* [Exercise instructions]: Which lines in the material below contain the word "WeekStart"? Copy each of them.

● ● ● ● ●

//! Month grid for the scheduling view.
//!
//! Months are zero-based (`month0`, 0 = January), the same convention as
//! chrono's `Datelike::month0`. Everything here is pure: a `(year, month0)`
//! pair goes in, a freshly built value comes out, and reservation records are
//! only read.
//!
//! A month index outside `0..12` is a caller bug and panics. The CLI
//! validates user input before reaching this module.

use crate::models::reservation::Reservation;
use chrono::{Datelike, NaiveDate, NaiveTime, Weekday};
use serde::{Deserialize, Serialize};

/// Six weeks of seven days. The grid never changes height between months.
pub const GRID_CELLS: usize = 42;

const MONTH_NAMES: [&str; 12] = [
    "January",
    "February",
    "March",
    "April",
    "May",
    "June",
    "July",
    "August",
    "September",
    "October",
    "November",
    "December",
];

/// Which weekday occupies the first column of the grid.
#[derive(Debug, Clone, Copy, PartialEq, Eq, Default, Serialize, Deserialize)]
#[serde(rename_all = "lowercase")]
pub enum WeekStart {
    #[default]
    Sunday,
    Monday,
}

impl WeekStart {
    /// Column (0..=6) of `weekday` in a week starting on `self`.
    pub fn column_of(self, weekday: Weekday) -> u32 {
        match self {
            WeekStart::Sunday => weekday.num_days_from_sunday(),
            WeekStart::Monday => weekday.num_days_from_monday(),
        }
    }

    /// Two-letter column headers.
    pub fn labels(self) -> [&'static str; 7] {
        match self {
            WeekStart::Sunday => ["Su", "Mo", "Tu", "We", "Th", "Fr", "Sa"],
            WeekStart::Monday => ["Mo", "Tu", "We", "Th", "Fr", "Sa", "Su"],
        }
    }
}

#[derive(Debug, Clone, Copy, PartialEq, Eq, Serialize)]
pub struct CalendarCell {
    pub day: u32,
    pub is_current_month: bool,
    pub date: NaiveDate,
}

/// 42 cells, row-major, seven per week.
#[derive(Debug, Clone, PartialEq, Eq, Serialize)]
pub struct MonthView {
    pub year: i32,
    pub month0: u32,
    pub week_start: WeekStart,
    pub cells: Vec<CalendarCell>,
}

impl MonthView {
    pub fn weeks(&self) -> impl Iterator<Item = &[CalendarCell]> {
        self.cells.chunks(7)
    }

    pub fn current_month_cells(&self) -> impl Iterator<Item = &CalendarCell> {
        self.cells.iter().filter(|c| c.is_current_month)
    }

    /// "February 2024"
    pub fn title(&self) -> String {
        format!("{} {}", month_name(self.month0), self.year)
    }
}

fn check_month(month0: u32) {
    assert!(month0 < 12, "month index {month0} out of range 0..12");
}

fn date_of(year: i32, month0: u32, day: u32) -> NaiveDate {
    match NaiveDate::from_ymd_opt(year, month0 + 1, day) {
        Some(d) => d,
        None => panic!("{year}-{:02}-{day:02} is outside the supported calendar", month0 + 1),
    }
}

pub fn month_name(month0: u32) -> &'static str {
    check_month(month0);
    MONTH_NAMES[month0 as usize]
}

pub fn is_leap_year(year: i32) -> bool {
    year % 4 == 0 && (year % 100 != 0 || year % 400 == 0)
}

pub fn days_in_month(year: i32, month0: u32) -> u32 {
    check_month(month0);
    match month0 + 1 {
        2 => {
            if is_leap_year(year) {
                29
            } else {
                28
            }
        }
        4 | 6 | 9 | 11 => 30,
        _ => 31,
    }
}

pub fn previous_month(year: i32, month0: u32) -> (i32, u32) {
    check_month(month0);
    if month0 == 0 {
        (year - 1, 11)
    } else {
        (year, month0 - 1)
    }
}

pub fn next_month(year: i32, month0: u32) -> (i32, u32) {
    check_month(month0);
    if month0 == 11 {
        (year + 1, 0)
    } else {
        (year, month0 + 1)
    }
}

/// Whether the grid of this month can be built: the month and both of its
/// neighbours lie inside chrono's date range.
pub fn is_supported_month(year: i32, month0: u32) -> bool {
    if month0 >= 12 || NaiveDate::from_ymd_opt(year, month0 + 1, 1).is_none() {
        return false;
    }
    let (prev_year, prev_month0) = previous_month(year, month0);
    let (next_year, next_month0) = next_month(year, month0);
    NaiveDate::from_ymd_opt(prev_year, prev_month0 + 1, 1).is_some()
        && NaiveDate::from_ymd_opt(
            next_year,
            next_month0 + 1,
            days_in_month(next_year, next_month0),
        )
        .is_some()
}

/// Weekday index of the 1st (0 = Sunday … 6 = Saturday).
pub fn first_weekday_of_month(year: i32, month0: u32) -> u32 {
    first_weekday_of_month_starting(year, month0, WeekStart::Sunday)
}

/// Weekday index of the 1st, counted from `week_start`.
pub fn first_weekday_of_month_starting(year: i32, month0: u32, week_start: WeekStart) -> u32 {
    check_month(month0);
    week_start.column_of(date_of(year, month0, 1).weekday())
}

/// Sunday-first month grid.
pub fn build_month_grid(year: i32, month0: u32) -> MonthView {
    build_month_grid_starting(year, month0, WeekStart::Sunday)
}

/// Trailing days of the previous month, the whole month, then leading days
/// of the next month up to 42 cells. `lead <= 6` and `n <= 31` give
/// `lead + n <= 37`, a tighter form of the usual `lead + n <= 41`, so the
/// tail is never negative.
///
/// Panics on `month0 >= 12` and on months where [`is_supported_month`] is
/// false.
pub fn build_month_grid_starting(year: i32, month0: u32, week_start: WeekStart) -> MonthView {
    let n = days_in_month(year, month0);
    let lead = first_weekday_of_month_starting(year, month0, week_start);

    let (prev_year, prev_month0) = previous_month(year, month0);
    let (next_year, next_month0) = next_month(year, month0);
    let prev_len = days_in_month(prev_year, prev_month0);

    let mut cells = Vec::with_capacity(GRID_CELLS);

    for day in (prev_len - lead + 1)..=prev_len {
        cells.push(CalendarCell {
            day,
            is_current_month: false,
            date: date_of(prev_year, prev_month0, day),
        });
    }

    for day in 1..=n {
        cells.push(CalendarCell {
            day,
            is_current_month: true,
            date: date_of(year, month0, day),
        });
    }

    let tail = GRID_CELLS as u32 - lead - n;
    for day in 1..=tail {
        cells.push(CalendarCell {
            day,
            is_current_month: false,
            date: date_of(next_year, next_month0, day),
        });
    }

    MonthView {
        year,
        month0,
        week_start,
        cells,
    }
}

/// `None` for days that do not exist in the month (e.g. February 30).
fn target_day(year: i32, month0: u32, day: u32) -> Option<NaiveDate> {
    check_month(month0);
    NaiveDate::from_ymd_opt(year, month0 + 1, day)
}

// Unparseable start times sort after every valid one.
fn start_key(r: &Reservation) -> (bool, Option<NaiveTime>) {
    let t = r.start();
    (t.is_none(), t)
}

/// Reservations dated exactly `(year, month0, day)`, stable-sorted by start
/// time. Records whose date does not parse are skipped.
pub fn reservations_on_day(
    records: &[Reservation],
    year: i32,
    month0: u32,
    day: u32,
) -> Vec<&Reservation> {
    let Some(target) = target_day(year, month0, day) else {
        return Vec::new();
    };

    let mut hits: Vec<&Reservation> = records.iter().filter(|r| r.is_on(target)).collect();
    hits.sort_by_key(|r| start_key(r));
    hits
}

/// Same predicate as [`reservations_on_day`], without building the list.
pub fn has_reservations(records: &[Reservation], year: i32, month0: u32, day: u32) -> bool {
    match target_day(year, month0, day) {
        Some(target) => records.iter().any(|r| r.is_on(target)),
        None => false,
    }
}

/// Reservations of the anchor month, in input order.
pub fn reservations_in_month(records: &[Reservation], year: i32, month0: u32) -> Vec<&Reservation> {
    check_month(month0);
    records
        .iter()
        .filter(|r| {
            r.day()
                .is_some_and(|d| d.year() == year && d.month0() == month0)
        })
        .collect()
}

/// Navigation state of the scheduling view: the anchor month and an
/// optional selected day of that month.
#[derive(Debug, Clone, Copy, PartialEq, Eq, Serialize)]
pub struct CalendarCursor {
    year: i32,
    month0: u32,
    selected_day: Option<u32>,
}

impl CalendarCursor {
    pub fn new(year: i32, month0: u32) -> Self {
        check_month(month0);
        Self {
            year,
            month0,
            selected_day: None,
        }
    }

    /// Anchored on the month of `date`, with `date` selected.
    pub fn on(date: NaiveDate) -> Self {
        Self {
            year: date.year(),
            month0: date.month0(),
            selected_day: Some(date.day()),
        }
    }

    /// Anchored on the local calendar day.
    pub fn today() -> Self {
        Self::on(crate::utils::date::today())
    }

    pub fn year(&self) -> i32 {
        self.year
    }

    pub fn month0(&self) -> u32 {
        self.month0
    }

    pub fn selected_day(&self) -> Option<u32> {
        self.selected_day
    }

    pub fn selected_date(&self) -> Option<NaiveDate> {
        self.selected_day
            .and_then(|d| NaiveDate::from_ymd_opt(self.year, self.month0 + 1, d))
    }

    pub fn previous_month(&mut self) {
        (self.year, self.month0) = previous_month(self.year, self.month0);
        self.selected_day = None;
    }

    pub fn next_month(&mut self) {
        (self.year, self.month0) = next_month(self.year, self.month0);
        self.selected_day = None;
    }

    pub fn select_month(&mut self, month0: u32) {
        check_month(month0);
        self.month0 = month0;
        self.selected_day = None;
    }

    pub fn select_year(&mut self, year: i32) {
        self.year = year;
        self.selected_day = None;
    }

    /// Select a day of the anchor month. Out-of-range days are ignored.
    pub fn select_day(&mut self, day: u32) -> bool {
        if (1..=days_in_month(self.year, self.month0)).contains(&day) {
            self.selected_day = Some(day);
            true
        } else {
            false
        }
    }

    /// Only cells of the anchor month are selectable.
    pub fn select_cell(&mut self, cell: &CalendarCell) -> bool {
        if !self.owns(cell) {
            return false;
        }
        self.select_day(cell.day)
    }

    pub fn clear_selection(&mut self) {
        self.selected_day = None;
    }

    pub fn is_selected(&self, cell: &CalendarCell) -> bool {
        self.owns(cell) && self.selected_day == Some(cell.day)
    }

    fn owns(&self, cell: &CalendarCell) -> bool {
        cell.is_current_month && cell.date.year() == self.year && cell.date.month0() == self.month0
    }

    pub fn grid(&self, week_start: WeekStart) -> MonthView {
        build_month_grid_starting(self.year, self.month0, week_start)
    }

    /// The selected day's reservations, or the whole month when nothing is
    /// selected.
    pub fn visible_reservations<'a>(&self, records: &'a [Reservation]) -> Vec<&'a Reservation> {
        match self.selected_day {
            Some(day) => reservations_on_day(records, self.year, self.month0, day),
            None => reservations_in_month(records, self.year, self.month0),
        }
    }

    /// Years offered by the year selector: five before to four after.
    pub fn year_options(&self) -> Vec<i32> {
        (self.year - 5..self.year + 5).collect()
    }
}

● ● ● ● ●

* [Response to this task]:
pub enum WeekStart {
impl WeekStart {
            WeekStart::Sunday => weekday.num_days_from_sunday(),
            WeekStart::Monday => weekday.num_days_from_monday(),
            WeekStart::Sunday => ["Su", "Mo", "Tu", "We", "Th", "Fr", "Sa"],
            WeekStart::Monday => ["Mo", "Tu", "We", "Th", "Fr", "Sa", "Su"],
    pub week_start: WeekStart,
    first_weekday_of_month_starting(year, month0, WeekStart::Sunday)
pub fn first_weekday_of_month_starting(year: i32, month0: u32, week_start: WeekStart) -> u32 {
    build_month_grid_starting(year, month0, WeekStart::Sunday)
pub fn build_month_grid_starting(year: i32, month0: u32, week_start: WeekStart) -> MonthView {
    pub fn grid(&self, week_start: WeekStart) -> MonthView {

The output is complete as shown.